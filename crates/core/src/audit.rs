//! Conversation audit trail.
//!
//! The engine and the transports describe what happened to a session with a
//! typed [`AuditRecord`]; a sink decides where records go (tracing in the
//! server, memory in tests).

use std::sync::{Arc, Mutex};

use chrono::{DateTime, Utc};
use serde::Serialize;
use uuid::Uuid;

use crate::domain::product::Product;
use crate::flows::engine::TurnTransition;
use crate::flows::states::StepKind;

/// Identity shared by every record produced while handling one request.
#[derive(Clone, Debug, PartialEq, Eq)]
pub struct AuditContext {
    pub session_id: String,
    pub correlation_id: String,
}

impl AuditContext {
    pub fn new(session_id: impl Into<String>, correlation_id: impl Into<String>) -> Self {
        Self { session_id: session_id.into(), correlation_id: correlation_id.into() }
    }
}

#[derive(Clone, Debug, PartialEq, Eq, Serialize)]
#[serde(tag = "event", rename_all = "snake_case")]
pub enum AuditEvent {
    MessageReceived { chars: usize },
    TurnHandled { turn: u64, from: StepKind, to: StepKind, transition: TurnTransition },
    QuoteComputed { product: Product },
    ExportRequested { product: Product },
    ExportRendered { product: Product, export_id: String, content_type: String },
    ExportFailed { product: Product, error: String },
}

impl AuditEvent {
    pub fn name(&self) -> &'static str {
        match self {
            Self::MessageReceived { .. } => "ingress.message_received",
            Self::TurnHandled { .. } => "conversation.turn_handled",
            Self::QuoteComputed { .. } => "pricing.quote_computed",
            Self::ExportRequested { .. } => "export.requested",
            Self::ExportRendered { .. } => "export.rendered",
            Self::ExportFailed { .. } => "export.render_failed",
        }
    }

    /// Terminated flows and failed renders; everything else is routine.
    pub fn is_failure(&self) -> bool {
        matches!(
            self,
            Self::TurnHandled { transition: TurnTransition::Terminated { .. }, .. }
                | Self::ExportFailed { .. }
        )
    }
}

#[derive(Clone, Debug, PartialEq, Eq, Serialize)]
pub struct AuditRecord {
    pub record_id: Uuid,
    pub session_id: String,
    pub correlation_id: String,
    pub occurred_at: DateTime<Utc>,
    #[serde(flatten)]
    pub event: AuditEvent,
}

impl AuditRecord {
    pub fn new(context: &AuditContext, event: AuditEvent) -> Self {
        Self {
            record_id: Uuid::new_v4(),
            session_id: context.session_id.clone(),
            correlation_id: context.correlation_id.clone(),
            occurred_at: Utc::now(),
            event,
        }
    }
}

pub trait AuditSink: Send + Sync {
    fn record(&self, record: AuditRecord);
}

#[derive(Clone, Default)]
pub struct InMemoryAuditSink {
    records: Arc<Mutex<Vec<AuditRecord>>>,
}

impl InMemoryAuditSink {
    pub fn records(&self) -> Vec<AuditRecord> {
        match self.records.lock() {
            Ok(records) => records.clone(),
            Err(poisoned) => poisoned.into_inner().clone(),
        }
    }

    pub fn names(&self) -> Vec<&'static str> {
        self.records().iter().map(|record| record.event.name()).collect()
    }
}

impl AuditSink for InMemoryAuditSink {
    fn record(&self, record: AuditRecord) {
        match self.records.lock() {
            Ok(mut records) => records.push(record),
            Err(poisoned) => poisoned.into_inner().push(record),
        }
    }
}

-=-=-=-=-

Task description: Select the lines in this material that hold the word "flows", leaving none out.

Answer to this exercise:
use crate::flows::engine::TurnTransition;
use crate::flows::states::StepKind;
    /// Terminated flows and failed renders; everything else is routine.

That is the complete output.